For any elements $g, h\in G$, we have
\begin{align*}
\Psi_x(gh)=x(gh)x^{-1}\stackrel{(*)}{=} xgx^{-1}xhx^{-1}=\Psi_x(g) \Psi_x(h),
\end{align*}
where we inserted the identity element $e=x^{-1}x$ between $g$ and $h$ to obtain (*).
Hence $\Psi_x$ is a group homomorphism.

(b) The map $\Psi_x=\id$ if and only if $x\in Z(G)$

$(\implies)$ Suppose that $\Psi_x=\id$. Then for any $g\in G$, we have
\begin{align*}
\Psi_x(g)=\id(g)
\end{align*}
and thus we have
\begin{align*}
xgx^{-1}=g.
\end{align*}
This implies that we have $xg=gx$ for all $g \in G$, and hence $x\in Z(G)$.

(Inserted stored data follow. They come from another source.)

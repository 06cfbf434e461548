//! Frame runtime configuration
//!
//! All fields have defaults, so an empty JSON object is a valid config.

use std::path::Path;
use std::time::Duration;

use serde::{Deserialize, Serialize};

use crate::{FrameError, Result};

/// Default interval between automatic record collections (milliseconds)
const DEFAULT_GC_INTERVAL_MS: u64 = 1_000;

/// Default minimum live record count before automatic collection triggers
const DEFAULT_MIN_RECORDS_FOR_GC: u64 = 1_000;

/// Record garbage collection settings
#[derive(Debug, Clone, PartialEq, Eq, Serialize, Deserialize)]
#[serde(default)]
pub struct GcConfig {
    /// Whether commits may trigger an automatic collection
    pub enabled: bool,
    /// Minimum number of live records before an automatic collection runs
    pub min_records: u64,
    /// Minimum time between automatic collections, in milliseconds
    pub interval_ms: u64,
}

impl GcConfig {
    pub fn interval(&self) -> Duration {
        Duration::from_millis(self.interval_ms)
    }
}

impl Default for GcConfig {
    fn default() -> Self {
        Self {
            enabled: true,
            min_records: DEFAULT_MIN_RECORDS_FOR_GC,
            interval_ms: DEFAULT_GC_INTERVAL_MS,
        }
    }
}

/// Frame manager configuration
#[derive(Debug, Clone, Default, PartialEq, Eq, Serialize, Deserialize)]
#[serde(default)]
pub struct FrameConfig {
    /// Record collection settings
    pub gc: GcConfig,
}

impl FrameConfig {
    /// Parse a configuration from a JSON document
    pub fn from_json_str(json: &str) -> Result<Self> {
        serde_json::from_str(json).map_err(|e| FrameError::Config(e.to_string()))
    }

    /// Load a configuration from a JSON file
    pub fn from_file(path: &Path) -> Result<Self> {
        let text = std::fs::read_to_string(path)?;
        serde_json::from_str(&text)
            .map_err(|e| FrameError::Config(format!("{}: {}", path.display(), e)))
    }

    /// Serialize the configuration as pretty-printed JSON
    pub fn to_json_string(&self) -> Result<String> {
        serde_json::to_string_pretty(self).map_err(|e| FrameError::Config(e.to_string()))
    }
}
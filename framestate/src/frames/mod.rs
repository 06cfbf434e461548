//! Frames - snapshot isolation for framed objects
//!
//! Provides OPEN / COMMIT / ABORT / SUSPEND / RESTORE semantics with
//! optimistic concurrency control.
//!
//! Architecture:
//! ```text
//! ┌──────────────────────────────────────────────────┐
//! │              FrameManager                         │
//! │  - Assigns monotonic frame ids                   │
//! │  - Tracks open (current or suspended) frames     │
//! │  - Coordinates commit/abort                      │
//! ├──────────────────────────────────────────────────┤
//! │  Thread context                                  │
//! │  - Current frame per thread and manager          │
//! │  - Nesting depth, thread-scoped read observers   │
//! ├──────────────────────────────────────────────────┤
//! │  Frame                                           │
//! │  - Invalid set: frames open when it started      │
//! │  - Write set, read/write observers               │
//! ├──────────────────────────────────────────────────┤
//! │  ConflictDetector (OCC)                          │
//! │  - Log of committed write sets                   │
//! │  - Detects write-write conflicts at commit       │
//! │  - First-committer-wins strategy                 │
//! └──────────────────────────────────────────────────┘
//! ```

pub mod conflict;
pub(crate) mod context;
pub mod frame;
pub mod manager;
pub mod observer;


pub use conflict::{ConflictDetector, ConflictResult};
pub use frame::{Frame, FrameId, FrameOptions, FrameStatus};
pub use manager::{frame_manager, FrameManager};
pub use observer::{CommitObserver, CommitObserverHandle, ReadObserver, WriteObserver};
//! `dlm pause <id>` – pause a job (§6 `pause`).

use anyhow::Result;
use dlm_core::Brain;

pub fn run_pause(brain: &Brain, id: &str) -> Result<()> {
    brain.pause(&id.to_string())?;
    println!("Pause requested for job {id}");
    Ok(())
}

$(\impliedby)$ On the other hand, if $x$ is in the center $Z(G)$, then we have
\[\Psi_x(g)=xgx^{-1}=xx^{-1}g=g\]
for any $g\in G$, where the second equality follows since $x \in Z(G)$.
This yields that $\Psi_x=\id$.

(c) The map $\Psi_y=\id$ for all $y\in G$ if and only if $G$ is an abelian group

$(\implies)$ Suppose that the map $\Psi_y=\id$ for all $y\in G$. Then by part (b), we have $y\in Z(G)$ for all $y\in G$. This means that we have $G=Z(G)$, and hence $G$ is an abelian group.

$(\impliedby)$ Now suppose that $G$ is an abelian group. Then for any $y\in G$ we have
\[\Psi_y(g)=ygy^{-1}=yy^{-1}g=g=\id(g)\]
for any $g\in G$, where the second equality follows since $G$ is an abelian group.
Thus we have $\Psi_y=\id$ for any $y \in G$.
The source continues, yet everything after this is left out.